Projektbeschreibung

Axialflussmaschinen (AFM) sind kompakt, effizient und zeichnen sich durch eine hohe Drehmomentdichte aus, setzen jedoch fast ausschließlich auf Seltenerdmagnete (SE-Magnete), was den Einsatz kostenintensiver, politisch abhängiger und zunehmend knapper werdender Ressourcen erfordert. Eine nachhaltige Alternative bietet die Radialfluss-Synchronreluktanzmaschine (RF-SynRM), die durch ihre Robustheit und Überlastfähigkeit überzeugt, jedoch Abstriche bei Bauraum und Drehmomentdichte machen muss. Daher wird in diesem Projekt das Konzept einer Axialfluss-Synchronreluktanzmaschine (AF-SynRM) zur seltenerdfreien Realisierung eines kompakten und effizienten Traktionsantriebs mit gleichzeitig hoher Drehmomentdichte detailliert erforscht. AFMs sind derzeit jedoch durch geringe Stückzahlen und unbekannte Fertigungsverfahren sowie durch besondere Anforderungen an Toleranzen und Designprozesse geprägt. Im Projekt wird deshalb eine integrierte Betrachtung folgender Schwerpunkte verfolgt:

  • Multi-Domänen-Maschinendesign (IEW)

  • Neuartige Fertigungsverfahren (FAPS)

  • Datenbasierte Toleranzkettenoptimierung (PEM)

Die simulative Auslegung des Maschinendesigns sowie die Eignung der Fertigungsverfahren soll durch den Aufbau von Teildemonstratoren validiert werden.

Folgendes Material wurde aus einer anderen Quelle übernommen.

//! Routing `tracing` events into the widget host's log.
//!
//! The host has its own log window with four levels. [`HostLogLayer`] turns
//! every event recorded while the layer is active into a single line and
//! hands it to a [`LogSink`].

use std::fmt::{self, Write as _};

use tracing::field::{Field, Visit};
use tracing::{Event, Level, Subscriber};
use tracing_subscriber::layer::{Context, Layer};

/// Log levels understood by the widget host.
#[derive(Debug, Clone, Copy, PartialEq, Eq, Hash)]
pub enum HostLogLevel {
    Error = 1,
    Warning = 2,
    Notice = 3,
    Debug = 4,
}

impl HostLogLevel {
    /// The short label the host prints in front of each line.
    pub fn label(&self) -> &'static str {
        match self {
            HostLogLevel::Error => "ERRO",
            HostLogLevel::Warning => "WARN",
            HostLogLevel::Notice => "NOTE",
            HostLogLevel::Debug => "DBUG",
        }
    }
}

impl From<Level> for HostLogLevel {
    fn from(level: Level) -> Self {
        match level {
            Level::ERROR => HostLogLevel::Error,
            Level::WARN => HostLogLevel::Warning,
            Level::INFO => HostLogLevel::Notice,
            _ => HostLogLevel::Debug,
        }
    }
}

/// Somewhere host log lines can be written.
pub trait LogSink: Send + Sync + 'static {
    fn log(&self, level: HostLogLevel, message: &str);
}

/// A `tracing` layer that forwards events to a [`LogSink`].
///
/// ## Examples
///
/// ```
/// use tracing_subscriber::prelude::*;
/// use voice_sensor::host::{HostLogLayer, HostLogLevel, LogSink};
///
/// struct Stderr;
///
/// impl LogSink for Stderr {
///     fn log(&self, level: HostLogLevel, message: &str) {
///         eprintln!("{} {message}", level.label());
///     }
/// }
///
/// let subscriber = tracing_subscriber::registry().with(HostLogLayer::new(Stderr));
/// tracing::subscriber::with_default(subscriber, || tracing::warn!("hello"));
/// ```
pub struct HostLogLayer<S> {
    sink: S,
}

impl<S: LogSink> HostLogLayer<S> {
    pub fn new(sink: S) -> Self {
        Self { sink }
    }
}

impl<S, Sub> Layer<Sub> for HostLogLayer<S>
where
    S: LogSink,
    Sub: Subscriber,
{
    fn on_event(&self, event: &Event<'_>, _ctx: Context<'_, Sub>) {
        let mut line = LineVisitor::default();
        event.record(&mut line);
        self.sink
            .log(HostLogLevel::from(*event.metadata().level()), &line.finish());
    }
}

/// Collects the message first and every other field as ` key=value`.
#[derive(Default)]
struct LineVisitor {
    message: String,
    fields: String,
}

impl LineVisitor {
    fn finish(self) -> String {
        if self.fields.is_empty() {
            self.message
        } else if self.message.is_empty() {
            self.fields.trim_start().to_string()
        } else {
            self.message + &self.fields
        }
    }
}

impl Visit for LineVisitor {
    fn record_str(&mut self, field: &Field, value: &str) {
        if field.name() == "message" {
            self.message.push_str(value);
        } else {
            let _ = write!(self.fields, " {}={}", field.name(), value);
        }
    }

    fn record_debug(&mut self, field: &Field, value: &dyn fmt::Debug) {
        if field.name() == "message" {
            let _ = write!(self.message, "{value:?}");
        } else {
            let _ = write!(self.fields, " {}={:?}", field.name(), value);
        }
    }
}
//! Voice Sensor
//!
//! Exposes the operating system's text-to-speech engine as a desktop widget
//! measure: the host polls it for the number of installed voices, queries it
//! for the selected voice name, and sends it text to speak.
//!
//! ## Features
//!
//! - **Voice selection**: name, gender and index selectors resolved against
//!   the engine's own voice order, with hint-based fallback
//! - **Interruptible speech**: a new command cancels the utterance in flight
//! - **Pluggable engines**: the OS engine via the `tts` crate (feature
//!   `native`) or an in-memory engine for tests and dry runs
//! - **Plugin exports**: the widget host ABI (feature `plugin`, Windows)
//!
//! ## Quick Start
//!
//! ```
//! use voice_sensor::{MemoryEngine, SpeechMeasure};
//!
//! let options: toml::Table = "Gender = \"female\"".parse().unwrap();
//!
//! let mut measure = SpeechMeasure::create(MemoryEngine::sample(), &options).unwrap();
//! measure.reload(&options).unwrap();
//! assert_eq!(measure.resolved_name(), "Microsoft Zira Desktop");
//!
//! measure.speak("Hello from the desktop").unwrap();
//! ```
//!
//! ## Module Structure
//!
//! - [`types`] - Voice metadata, selector, volume and rate
//! - [`config`] - Option keys and the [`ConfigReader`] seam
//! - [`selection`] - Selector resolution and hint-based matching
//! - [`engine`] - The [`SpeechEngine`] trait and its backends
//! - [`measure`] - The measure lifecycle
//! - [`registry`] - Handle-based ownership for in-process hosts
//! - [`host`] - Forwarding `tracing` events to the host log

pub mod config;
pub mod engine;
pub mod errors;
pub mod gender_inference;
pub mod host;
pub mod measure;
#[cfg(all(windows, feature = "plugin"))]
mod plugin;
pub mod registry;
pub mod selection;
pub mod types;

pub use config::{ConfigReader, MeasureFile, MeasureOptions};
#[cfg(feature = "native")]
pub use engine::NativeEngine;
pub use engine::{EngineEvent, MemoryEngine, SpeechEngine, Utterance};
pub use errors::{Result, SensorError};
pub use gender_inference::infer_gender;
pub use host::{HostLogLayer, HostLogLevel, LogSink};
pub use measure::{SpeechMeasure, CANCEL_SETTLE_DELAY};
pub use registry::{MeasureHandle, MeasureRegistry};
pub use types::{Gender, Rate, Selector, VoiceAge, VoiceDescriptor, Volume};
use voice_sensor::VoiceDescriptor;

/// Shown in place of an empty resolved voice name.
pub const NO_VOICE: &str = "<none>";

pub fn display_name(resolved: &str) -> &str {
    if resolved.is_empty() { NO_VOICE } else { resolved }
}

/// Print voices as a numbered table in engine order.
///
/// The numbers are the 1-based values the `Index` option selects.
pub fn print_table(voices: &[VoiceDescriptor]) {
    if voices.is_empty() {
        println!("No voices installed");
        return;
    }

    let name_width = voices
        .iter()
        .map(|v| v.name.len())
        .max()
        .unwrap_or(0)
        .max("NAME".len());

    println!(
        "{:>5}  {:<name_width$}  {:<7}  {:<6}  {:<8}  ENABLED",
        "INDEX", "NAME", "GENDER", "AGE", "LOCALE"
    );
    for (i, voice) in voices.iter().enumerate() {
        println!(
            "{:>5}  {:<name_width$}  {:<7}  {:<6}  {:<8}  {}",
            i + 1,
            voice.name,
            voice.gender.to_string(),
            voice.age.to_string(),
            if voice.locale.is_empty() { "-" } else { &voice.locale },
            if voice.enabled { "yes" } else { "no" },
        );
    }
}

pub fn print_json(voices: &[VoiceDescriptor]) -> serde_json::Result<()> {
    println!("{}", serde_json::to_string_pretty(voices)?);
    Ok(())
}
//! Opaque handles for in-process hosts.
//!
//! A host that embeds the library directly (rather than loading the plugin)
//! keeps its measures in a [`MeasureRegistry`] and refers to them only by
//! [`MeasureHandle`]. Handles are never reused, so a stale handle fails with
//! `SensorError::UnknownHandle` instead of reaching another measure.

use std::collections::HashMap;
use std::fmt;
use std::num::NonZeroU64;

use tracing::debug;

use crate::config::ConfigReader;
use crate::engine::SpeechEngine;
use crate::errors::{Result, SensorError};
use crate::measure::SpeechMeasure;

/// Identifies one measure inside a [`MeasureRegistry`].
#[derive(Debug, Clone, Copy, PartialEq, Eq, Hash)]
pub struct MeasureHandle(NonZeroU64);

impl MeasureHandle {
    pub fn get(&self) -> u64 {
        self.0.get()
    }
}

impl fmt::Display for MeasureHandle {
    fn fmt(&self, f: &mut fmt::Formatter<'_>) -> fmt::Result {
        write!(f, "#{}", self.0)
    }
}

/// Owns every live measure of a host.
pub struct MeasureRegistry<E: SpeechEngine> {
    measures: HashMap<MeasureHandle, SpeechMeasure<E>>,
    last_issued: u64,
}

impl<E: SpeechEngine> Default for MeasureRegistry<E> {
    fn default() -> Self {
        Self {
            measures: HashMap::new(),
            last_issued: 0,
        }
    }
}

impl<E: SpeechEngine> MeasureRegistry<E> {
    pub fn new() -> Self {
        Self::default()
    }

    /// Create a measure on `engine` and take ownership of it.
    pub fn create(&mut self, engine: E, host: &impl ConfigReader) -> Result<MeasureHandle> {
        let measure = SpeechMeasure::create(engine, host)?;

        let handle = MeasureHandle(NonZeroU64::MIN.saturating_add(self.last_issued));
        self.last_issued += 1;
        self.measures.insert(handle, measure);
        debug!(%handle, "Measure registered");
        Ok(handle)
    }

    pub fn get(&self, handle: MeasureHandle) -> Result<&SpeechMeasure<E>> {
        self.measures
            .get(&handle)
            .ok_or(SensorError::UnknownHandle(handle))
    }

    pub fn get_mut(&mut self, handle: MeasureHandle) -> Result<&mut SpeechMeasure<E>> {
        self.measures
            .get_mut(&handle)
            .ok_or(SensorError::UnknownHandle(handle))
    }

    /// Remove and release a measure, cancelling any speech it has in flight.
    pub fn destroy(&mut self, handle: MeasureHandle) -> Result<()> {
        let measure = self
            .measures
            .remove(&handle)
            .ok_or(SensorError::UnknownHandle(handle))?;
        drop(measure);
        debug!(%handle, "Measure released");
        Ok(())
    }

    pub fn len(&self) -> usize {
        self.measures.len()
    }

    pub fn is_empty(&self) -> bool {
        self.measures.is_empty()
    }

    /// Whether no measure has speech in flight.
    pub fn all_idle(&self) -> bool {
        self.measures.values().all(SpeechMeasure::is_idle)
    }
}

Die AF-SynRM verspricht wirtschaftliche Vorteile, insbesondere für KMU, da sie stabile Produktionskosten ermöglicht und die Abhängigkeit von volatilen SE-Magnetpreisen reduziert. Weiterhin verringert ein magnetfreier Motor die Materialkosten um bis zu 50 %, wodurch die Wettbewerbsfähigkeit von KMU gestärkt und die Markteintrittsbarrieren gesenkt werden. Zudem bieten sich ökologische Vorteile, da der Abbau von Seltenen Erden umweltschädlich ist. Der Druck nachhaltige Lösungen zu entwickeln, um CO₂-Emissionen zu reduzieren und gesetzliche Vorgaben zu erfüllen, wächst stetig. Frühzeitige Investitionen in magnetfreie Technologien sichern KMU einen Innovationsvorsprung und eröffnen Chancen in wachstumsstarken Märkten wie der Elektromobilität.